The attack, dubbed GPUBreach, represents a significant escalation over previous GPU-based attacks because it successfully bridges the gap between GPU memory corruption and CPU-side privilege escalation—something security researchers have long theorized but rarely demonstrated in practice.
How GPUBreach Works
The attack exploits a well-known memory corruption technique called rowhammer, but applies it to GDDR6 memory found in modern graphics cards rather than traditional DDR DRAM. By repeatedly accessing adjacent memory rows at high frequency, an attacker can induce electrical interference that flips bits in neighboring rows without directly accessing them.
What makes GPUBreach particularly dangerous is its attack chain.

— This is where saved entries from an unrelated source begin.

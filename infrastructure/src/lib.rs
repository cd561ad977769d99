//! Infrastructure layer for techradar
//!
//! This crate contains adapters that implement the ports defined in
//! the application layer, plus configuration file loading.

pub mod config;
pub mod csv;
pub mod sheets;

// Re-export commonly used types
pub use config::{ConfigLoader, FileConfig, OutputConfig, SourceConfig};
pub use csv::{CsvDocumentSource, SourceLocation, display_name, parse_table};
pub use sheets::published_csv_url;
//! Domain assembly
//!
//! Builds the Radar/Quadrant/Ring/Blip graph from sanitized rows.

use radar_domain::radar::ring::MAX_RINGS;
use radar_domain::{Blip, BlipRow, Quadrant, Radar, RadarError, Ring, capitalize};
use std::sync::Arc;
use tracing::debug;

/// Assemble one immutable [`Radar`] from sanitized rows.
///
/// Distinct ring names are collected in first-seen order and capped at
/// four; discovery order governs only that cap — each ring's `order`
/// is its fixed semantic rank. Quadrants are created lazily on first
/// reference, keyed by the verbatim quadrant value, named with its
/// capitalized form, and kept in first-seen order. Blips within a
/// quadrant share the load-scoped ring values.
pub fn assemble(
    rows: &[BlipRow],
    current_sheet_name: &str,
    alternative_sheet_names: &[String],
) -> Result<Radar, RadarError> {
    let rings = build_ring_registry(rows)?;

    let mut quadrant_keys: Vec<String> = Vec::new();
    let mut quadrants: Vec<Quadrant> = Vec::new();

    for row in rows {
        let index = match quadrant_keys.iter().position(|k| k == &row.quadrant) {
            Some(index) => index,
            None => {
                quadrant_keys.push(row.quadrant.clone());
                quadrants.push(Quadrant::new(capitalize(&row.quadrant)));
                quadrants.len() - 1
            }
        };

        let order = Ring::order_of(&row.ring)?;
        // The registry slot is filled for every ring name that survived
        // discovery; a miss here means the row list changed under us.
        let ring = rings[order]
            .clone()
            .ok_or_else(|| RadarError::UnknownRing(row.ring.clone()))?;

        quadrants[index].add(Blip::new(
            &row.name,
            ring,
            row.is_new,
            &row.topic,
            &row.description,
        ));
    }

    let mut radar = Radar::new();
    for quadrant in quadrants {
        radar.add_quadrant(quadrant);
    }
    for sheet_name in alternative_sheet_names {
        radar.add_alternative(sheet_name);
    }
    radar.set_current_sheet(current_sheet_name);

    debug!(
        quadrants = radar.quadrants().len(),
        blips = radar.blip_count(),
        "Assembled radar"
    );
    Ok(radar)
}

/// Collect distinct ring names in first-seen order and resolve each to
/// a shared [`Ring`] keyed by its fixed order.
///
/// Distinctness is on the verbatim string, so two casings of one ring
/// are two discoveries that resolve to the same slot (the later one
/// wins) while both count toward the cap. The cap check re-runs here
/// even though the validator already enforces it.
fn build_ring_registry(rows: &[BlipRow]) -> Result<[Option<Arc<Ring>>; MAX_RINGS], RadarError> {
    let mut discovered: Vec<&str> = Vec::new();
    for row in rows {
        if !discovered.contains(&row.ring.as_str()) {
            discovered.push(&row.ring);
        }
    }
    if discovered.len() > MAX_RINGS {
        return Err(RadarError::too_many_rings(discovered.len()));
    }

    let mut rings: [Option<Arc<Ring>>; MAX_RINGS] = [None, None, None, None];
    for name in discovered {
        let ring = Ring::new(name)?;
        let order = ring.order();
        rings[order] = Some(Arc::new(ring));
    }
    Ok(rings)
}
//! CSV source port
//!
//! Defines the interface for fetching and parsing the CSV resource a
//! radar is built from. Implementations live in the infrastructure
//! layer (HTTP fetch, local files).

use async_trait::async_trait;
use std::collections::HashMap;
use thiserror::Error;

/// Errors a CSV source can fail with.
#[derive(Error, Debug)]
pub enum SourceError {
    /// The resource could not be found or fetched (404, connect
    /// failure, missing file). Surfaces to the user as the
    /// sheet-not-found message.
    #[error("Sheet not found: {0}")]
    NotFound(String),

    /// The resource was fetched but is not parseable as CSV.
    #[error("Failed to parse CSV: {0}")]
    Parse(String),

    #[error("I/O error reading CSV source: {0}")]
    Io(#[from] std::io::Error),
}

/// One raw CSV data row, keyed by column name.
#[derive(Debug, Clone, Default, PartialEq, Eq)]
pub struct RawRow {
    fields: HashMap<String, String>,
}

impl RawRow {
    pub fn new(fields: HashMap<String, String>) -> Self {
        Self { fields }
    }

    /// Raw value for a column, if the column exists in this row.
    pub fn get(&self, column: &str) -> Option<&str> {
        self.fields.get(column).map(String::as_str)
    }
}

impl<K: Into<String>, V: Into<String>> FromIterator<(K, V)> for RawRow {
    fn from_iter<I: IntoIterator<Item = (K, V)>>(iter: I) -> Self {
        Self {
            fields: iter.into_iter().map(|(k, v)| (k.into(), v.into())).collect(),
        }
    }
}

/// A parsed CSV table: the ordered header columns plus all data rows.
#[derive(Debug, Clone, Default, PartialEq, Eq)]
pub struct CsvTable {
    pub columns: Vec<String>,
    pub rows: Vec<RawRow>,
}

impl CsvTable {
    pub fn new(columns: Vec<String>, rows: Vec<RawRow>) -> Self {
        Self { columns, rows }
    }
}

/// Port for fetching and parsing the CSV resource
///
/// The single `fetch` call is the only suspension point in a load.
#[async_trait]
pub trait CsvSource: Send + Sync {
    async fn fetch(&self) -> Result<CsvTable, SourceError>;
}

First, an unprivileged CUDA kernel induces bit-flips in GDDR6 memory. These bit-flips corrupt GPU page tables (PTEs), granting the attacker arbitrary read/write access to GPU memory. The attacker then exploits memory-safety vulnerabilities in the NVIDIA driver to pivot from GPU to CPU, ultimately achieving root access.

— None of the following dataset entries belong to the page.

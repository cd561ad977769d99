//! Loading indicator

pub mod spinner;

pub use spinner::SpinnerLoadingPresenter;
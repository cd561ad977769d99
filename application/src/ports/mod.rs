//! Ports (trait seams) implemented outside the application layer
//!
//! The CSV source is implemented by infrastructure adapters; the
//! renderer and presenters are implemented by the presentation layer.

pub mod csv_source;
pub mod error_presenter;
pub mod loading_presenter;
pub mod renderer;
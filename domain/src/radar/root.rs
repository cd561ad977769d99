//! Radar root aggregate

use super::quadrant::Quadrant;
use serde::{Deserialize, Serialize};

/// The root aggregate for one fully loaded dataset
///
/// Owns all quadrants in first-seen order, plus the names of any
/// alternative sheets the UI can switch to and the name of the sheet
/// this radar was built from.
#[derive(Debug, Clone, Serialize, Deserialize, PartialEq)]
pub struct Radar {
    quadrants: Vec<Quadrant>,
    alternatives: Vec<String>,
    current_sheet_name: String,
}

impl Radar {
    pub fn new() -> Self {
        Self {
            quadrants: Vec::new(),
            alternatives: Vec::new(),
            current_sheet_name: String::new(),
        }
    }

    pub fn add_quadrant(&mut self, quadrant: Quadrant) {
        self.quadrants.push(quadrant);
    }

    pub fn add_alternative(&mut self, sheet_name: impl Into<String>) {
        self.alternatives.push(sheet_name.into());
    }

    pub fn set_current_sheet(&mut self, sheet_name: impl Into<String>) {
        self.current_sheet_name = sheet_name.into();
    }

    pub fn quadrants(&self) -> &[Quadrant] {
        &self.quadrants
    }

    pub fn alternatives(&self) -> &[String] {
        &self.alternatives
    }

    pub fn current_sheet_name(&self) -> &str {
        &self.current_sheet_name
    }

    /// Total number of blips across all quadrants.
    pub fn blip_count(&self) -> usize {
        self.quadrants.iter().map(|q| q.blips().len()).sum()
    }
}

impl Default for Radar {
    fn default() -> Self {
        Self::new()
    }
}

#[cfg(test)]
mod tests {
    use super::*;

    #[test]
    fn test_quadrants_keep_first_seen_order() {
        let mut radar = Radar::new();
        radar.add_quadrant(Quadrant::new("Tools"));
        radar.add_quadrant(Quadrant::new("Languages"));

        let names: Vec<&str> = radar.quadrants().iter().map(|q| q.name()).collect();
        assert_eq!(names, vec!["Tools", "Languages"]);
    }

    #[test]
    fn test_alternatives_and_current_sheet() {
        let mut radar = Radar::new();
        radar.add_alternative("Vol 1");
        radar.add_alternative("Vol 2");
        radar.set_current_sheet("CSV File");

        assert_eq!(radar.alternatives(), ["Vol 1", "Vol 2"]);
        assert_eq!(radar.current_sheet_name(), "CSV File");
    }
}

Previous GPU rowhammer research, including GDDRHammer and GeForge, required disabling IOMMU protections to achieve meaningful exploitation. GPUBreach bypasses this limitation entirely by targeting driver vulnerabilities rather than attempting to escape hardware-enforced memory isolation.
Affected Systems and Scope
The researchers demonstrated GPUBreach on an NVIDIA RTX A6000—a high-end professional GPU commonly used in AI development, scientific computing, and data center workloads. However, the underlying vulnerability affects any GDDR6-based GPU without error-correcting code (ECC) protection.
Consumer GPUs from NVIDIA, AMD, and other manufacturers typically lack ECC memory, making them vulnerable to this class of attack. The researchers noted that even data center GPUs with ECC enabled are not immune, as multi-bit flips can potentially evade error correction.
"Consumer GPUs are completely unmitigated," the research team stated in their paper, which will be presented at the IEEE Symposium on Security & Privacy on April 13.
Google, one of the vendors notified about the vulnerability, awarded a $600 bug bounty—a figure that sparked debate on security forums given the severity of the demonstrated impact.
Detection and Mitigation Challenges
Organizations face limited options for defending against GPUBreach. System-level ECC memory, enabled by default on NVIDIA Hopper and Blackwell architecture data center GPUs, provides some protection but is not a complete solution against multi-bit corruption scenarios.
For enterprises running AI workloads or GPU-accelerated computing, the attack surface is substantial. Shared GPU resources in cloud environments or containerized workloads could potentially be exploited by a malicious tenant to escape isolation boundaries.
The November 2025 disclosure to NVIDIA, Google, AWS, and Microsoft gave vendors five months to develop mitigations before public release. Whether effective patches exist remains unclear—NVIDIA has not issued a public advisory addressing the specific attack chain demonstrated by GPUBreach.
Why This Matters
Hardware-level attacks like GPUBreach are notoriously difficult to patch through software updates alone. Unlike vulnerabilities in web applications or cloud platforms that can be fixed server-side, rowhammer attacks exploit fundamental physics of memory design.
The growing deployment of GPUs for AI inference, cryptocurrency operations, and general-purpose computing expands the potential attack surface significantly. As organizations increasingly rely on GPU acceleration, attacks targeting GPU memory become correspondingly more valuable to adversaries.
Security teams should audit GPU-accelerated workloads, particularly those processing untrusted inputs. Isolation mechanisms between GPU tenants should be evaluated against this new attack primitive. For high-security environments, the research suggests that only ECC-enabled data center GPUs offer meaningful protection.